Short positioning is the dominant story here. Short interest has climbed roughly 10% over the past month to just under 30% of the free float, and the ORTEX short score of 83.3 puts it in the top tier of the entire US market on that composite measure. The borrow market has hit maximum tightness — availability is at zero, meaning every share in the lending pool is currently lent out. That is a structural constraint: short sellers who want to add exposure have no fresh inventory to work with, and existing shorts face elevated cost to unwind if sentiment turns. Cost to borrow has been running in the 17%–22% range for the past six weeks, volatile session to session but showing no sign of relief. That combination — near-30% SI, exhausted availability, and double-digit borrow costs — is the clearest possible signal that the bear camp is both large and committed.
Options positioning pushes in the opposite direction. The put/call ratio has dropped to 0.44, notably below its 20-day average of 0.51 and roughly 1.5 standard deviations below the mean. That means call volume has been outrunning puts for several sessions running — a lean toward upside optionality rather than downside protection. The divergence between the size of the short position and the direction of options flow is the most interesting tension on the tape right now. Bears have locked in a large structural short; the options market is not doubling down on it.

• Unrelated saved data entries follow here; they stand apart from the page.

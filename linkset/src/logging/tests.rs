use crate::config::{LogFormat, LogLevel, LoggingConfig};
use crate::logging::{LogError, level_to_log_level, parse_log_level};
use std::sync::Once;
use tempfile::tempdir;

// the global subscriber can only be installed once per test binary
static INIT: Once = Once::new();

#[test]
fn test_init_console_logging() {
    INIT.call_once(|| {
        let config = LoggingConfig {
            level: LogLevel::Debug,
            format: LogFormat::Compact,
            file: None,
            stdout: true,
        };
        assert!(crate::logging::init(&config).is_ok());
    });

    // a second initialization keeps the installed subscriber
    assert!(
        crate::logging::init(&LoggingConfig::default())
            .unwrap()
            .is_none()
    );
}

#[test]
fn test_non_blocking_file_creates_directory() {
    let temp_dir = tempdir().unwrap();
    let log_path = temp_dir.path().join("nested").join("linkset.log");

    let (_writer, _guard) = super::create_non_blocking_file(&log_path).unwrap();
    assert!(log_path.parent().unwrap().exists());
}

#[test]
fn test_level_conversion() {
    assert_eq!(parse_log_level("trace").unwrap(), LogLevel::Trace);
    assert_eq!(parse_log_level("DEBUG").unwrap(), LogLevel::Debug);
    assert_eq!(parse_log_level("info").unwrap(), LogLevel::Info);
    assert_eq!(parse_log_level("warn").unwrap(), LogLevel::Warn);
    assert_eq!(parse_log_level("error").unwrap(), LogLevel::Error);
    assert!(matches!(
        parse_log_level("verbose"),
        Err(LogError::InvalidLogLevel(_))
    ));

    assert_eq!(level_to_log_level(tracing::Level::TRACE), LogLevel::Trace);
    assert_eq!(level_to_log_level(tracing::Level::DEBUG), LogLevel::Debug);
    assert_eq!(level_to_log_level(tracing::Level::INFO), LogLevel::Info);
    assert_eq!(level_to_log_level(tracing::Level::WARN), LogLevel::Warn);
    assert_eq!(level_to_log_level(tracing::Level::ERROR), LogLevel::Error);
}
//! Shared fixtures for the integration tests

#![allow(dead_code)]

use async_trait::async_trait;
use linkset::config::RelationshipConfig;
use linkset::query::QueryRequest;
use linkset::relationships::{
    ActivityLogger, CollectionRelationshipProvider, NoopActivityLogger, RelationshipReference,
    RelationshipValidator,
};
use linkset::schema::SchemaField;
use linkset::storage::{
    MemoryResourceStore, QueryResults, ResourceRecord, ResourceStore, StorageError,
};
use serde_json::{Value, json};
use std::sync::Arc;
use std::sync::atomic::{AtomicUsize, Ordering};

pub const REPO: &str = "repo/relationships";

/// Users 1..=3 and roles 1..=4
pub async fn seed(store: &dyn ResourceStore) {
    for (id, name) in [("1", "alice"), ("2", "bob"), ("3", "carol")] {
        store
            .create("managed/user", Some(id), json!({"userName": name}))
            .await
            .unwrap();
    }
    for (id, name) in [("1", "admin"), ("2", "auditor"), ("3", "viewer"), ("4", "operator")] {
        store
            .create("managed/role", Some(id), json!({"name": name}))
            .await
            .unwrap();
    }
}

/// `managed/user` field `roles`, mirrored by `managed/role` field `members`
pub fn roles_field() -> SchemaField {
    SchemaField::collection("roles")
        .with_reverse_property_name("members")
        .with_resource_collection("managed/role")
}

pub fn members_field() -> SchemaField {
    SchemaField::collection("members")
        .reverse()
        .with_reverse_property_name("roles")
        .with_resource_collection("managed/user")
}

pub fn collection(
    container: &str,
    field: SchemaField,
    store: Arc<dyn ResourceStore>,
    config: &RelationshipConfig,
) -> CollectionRelationshipProvider {
    collection_with_activity(container, field, store, config, Arc::new(NoopActivityLogger))
}

pub fn collection_with_activity(
    container: &str,
    field: SchemaField,
    store: Arc<dyn ResourceStore>,
    config: &RelationshipConfig,
    activity: Arc<dyn ActivityLogger>,
) -> CollectionRelationshipProvider {
    let validator = RelationshipValidator::new(store.clone(), config.repository_path.clone());
    CollectionRelationshipProvider::new(container, field, store, validator, config, activity)
}

/// Sorted `_ref` values of `references`
pub fn targets(references: &[RelationshipReference]) -> Vec<String> {
    let mut targets: Vec<String> = references
        .iter()
        .filter_map(|reference| reference.reference.clone())
        .collect();
    targets.sort();
    targets
}

/// Wraps a memory store and counts every call made through the trait
#[derive(Debug, Default)]
pub struct CountingStore {
    pub inner: MemoryResourceStore,
    calls: AtomicUsize,
}

impl CountingStore {
    pub fn calls(&self) -> usize {
        self.calls.load(Ordering::SeqCst)
    }

    pub fn reset(&self) {
        self.calls.store(0, Ordering::SeqCst);
    }

    fn count(&self) {
        self.calls.fetch_add(1, Ordering::SeqCst);
    }
}

#[async_trait]
impl ResourceStore for CountingStore {
    async fn create(
        &self,
        container: &str,
        id: Option<&str>,
        content: Value,
    ) -> Result<ResourceRecord, StorageError> {
        self.count();
        self.inner.create(container, id, content).await
    }

    async fn read(&self, path: &str) -> Result<ResourceRecord, StorageError> {
        self.count();
        self.inner.read(path).await
    }

    async fn update(
        &self,
        path: &str,
        expected_revision: Option<&str>,
        content: Value,
    ) -> Result<ResourceRecord, StorageError> {
        self.count();
        self.inner.update(path, expected_revision, content).await
    }

    async fn delete(
        &self,
        path: &str,
        expected_revision: Option<&str>,
    ) -> Result<ResourceRecord, StorageError> {
        self.count();
        self.inner.delete(path, expected_revision).await
    }

    async fn query(
        &self,
        container: &str,
        request: &QueryRequest,
    ) -> Result<QueryResults, StorageError> {
        self.count();
        self.inner.query(container, request).await
    }
}

/// Memory store whose edge creates fail when they point at `failing_target`
#[derive(Debug, Default)]
pub struct FlakyStore {
    pub inner: MemoryResourceStore,
    pub failing_target: String,
}

impl FlakyStore {
    pub fn failing_on(target: &str) -> Self {
        Self {
            inner: MemoryResourceStore::new(),
            failing_target: target.to_string(),
        }
    }
}

#[async_trait]
impl ResourceStore for FlakyStore {
    async fn create(
        &self,
        container: &str,
        id: Option<&str>,
        content: Value,
    ) -> Result<ResourceRecord, StorageError> {
        if container == REPO && content.get("secondId") == Some(&json!(self.failing_target)) {
            return Err(StorageError::Internal(format!(
                "Simulated failure creating edge to {}",
                self.failing_target
            )));
        }
        self.inner.create(container, id, content).await
    }

    async fn read(&self, path: &str) -> Result<ResourceRecord, StorageError> {
        self.inner.read(path).await
    }

    async fn update(
        &self,
        path: &str,
        expected_revision: Option<&str>,
        content: Value,
    ) -> Result<ResourceRecord, StorageError> {
        self.inner.update(path, expected_revision, content).await
    }

    async fn delete(
        &self,
        path: &str,
        expected_revision: Option<&str>,
    ) -> Result<ResourceRecord, StorageError> {
        self.inner.delete(path, expected_revision).await
    }

    async fn query(
        &self,
        container: &str,
        request: &QueryRequest,
    ) -> Result<QueryResults, StorageError> {
        self.inner.query(container, request).await
    }
}
//! Per-owner serialization of relationship replaces

use std::collections::HashMap;
use std::sync::Arc;
use tokio::sync::{Mutex, OwnedMutexGuard};
use tracing::debug;

/// Async mutexes keyed by owner resource path.
///
/// Holding the guard for an owner keeps every other replace or clear of
/// that owner's field waiting. Only requests within this process are
/// serialized.
#[derive(Debug, Default)]
pub struct OwnerLocks {
    locks: Mutex<HashMap<String, Arc<Mutex<()>>>>,
}

impl OwnerLocks {
    pub fn new() -> Self {
        Self::default()
    }

    /// Wait for and take the lock of `owner`
    pub async fn acquire(&self, owner: &str) -> OwnedMutexGuard<()> {
        let lock = {
            let mut locks = self.locks.lock().await;
            // drop locks nobody holds or waits for
            locks.retain(|key, lock| key == owner || Arc::strong_count(lock) > 1);
            locks.entry(owner.to_string()).or_default().clone()
        };
        debug!("Waiting for relationship lock of {}", owner);
        lock.lock_owned().await
    }

    /// Number of owners currently tracked
    pub async fn len(&self) -> usize {
        self.locks.lock().await.len()
    }

    pub async fn is_empty(&self) -> bool {
        self.len().await == 0
    }
}

#[cfg(test)]
mod tests {
    use super::*;
    use std::time::Duration;

    #[tokio::test]
    async fn test_same_owner_is_serialized() {
        let locks = Arc::new(OwnerLocks::new());
        let guard = locks.acquire("managed/user/1").await;

        let waiter = {
            let locks = locks.clone();
            tokio::spawn(async move {
                let _guard = locks.acquire("managed/user/1").await;
            })
        };

        tokio::time::sleep(Duration::from_millis(20)).await;
        assert!(!waiter.is_finished());

        drop(guard);
        waiter.await.unwrap();
    }

    #[tokio::test]
    async fn test_other_owners_do_not_wait() {
        let locks = OwnerLocks::new();
        let _first = locks.acquire("managed/user/1").await;
        let _second = locks.acquire("managed/user/2").await;
        assert_eq!(locks.len().await, 2);
    }

    #[tokio::test]
    async fn test_released_locks_are_pruned() {
        let locks = OwnerLocks::new();
        drop(locks.acquire("managed/user/1").await);
        let _guard = locks.acquire("managed/user/2").await;
        assert_eq!(locks.len().await, 1);
        assert!(!locks.is_empty().await);
    }
}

The Street leans bullish on the name. Eight analysts carry buy-equivalent ratings, with a mean price target around $18, more than double the current price of $8.77. The most recent action of note came on April 20, when Guggenheim initiated with a Buy at $13 — a more conservative entry point than peers but still well above current levels. Cantor Fitzgerald trimmed its target from $17 to $16 in March while keeping its Overweight rating. The bull case rests on the 2,000-unit Gen3 robot rollout and a projected revenue run rate of $60–80 million; the bear case centres on Nvidia's 2025 divestiture of its 10% stake, which rattled sentiment and contributed to a prolonged de-rating from earlier highs. The price-to-book sits at 2.4x, the only valuation multiple that is clearly positive — everything else, including EV/EBITDA at –3.3x, reflects a company still burning cash.
Insider activity has been one-directional. The CEO, COO, and CFO have each sold shares on multiple occasions since early March, with the CEO alone offloading around 28,000 shares across two clusters in March and April. The values per transaction are modest — the largest single CEO sale was roughly $131,000 — and the trades appear to be part of systematic programmes rather than large discretionary moves. BlackRock and Vanguard have both added meaningfully in recent months, with BlackRock increasing its position by over a million shares to 6.2% of the company, lending some institutional ballast to a heavily shorted name.
The last earnings print on March 11 produced a muted reaction — the stock fell less than 1% on the day. The upcoming May 13 release carries a different setup: short interest is materially higher, the borrow market is at capacity, and options positioning has shifted toward calls. Whether that combination produces a squeeze, a flush, or a non-event is the question the market will spend the next four days pricing.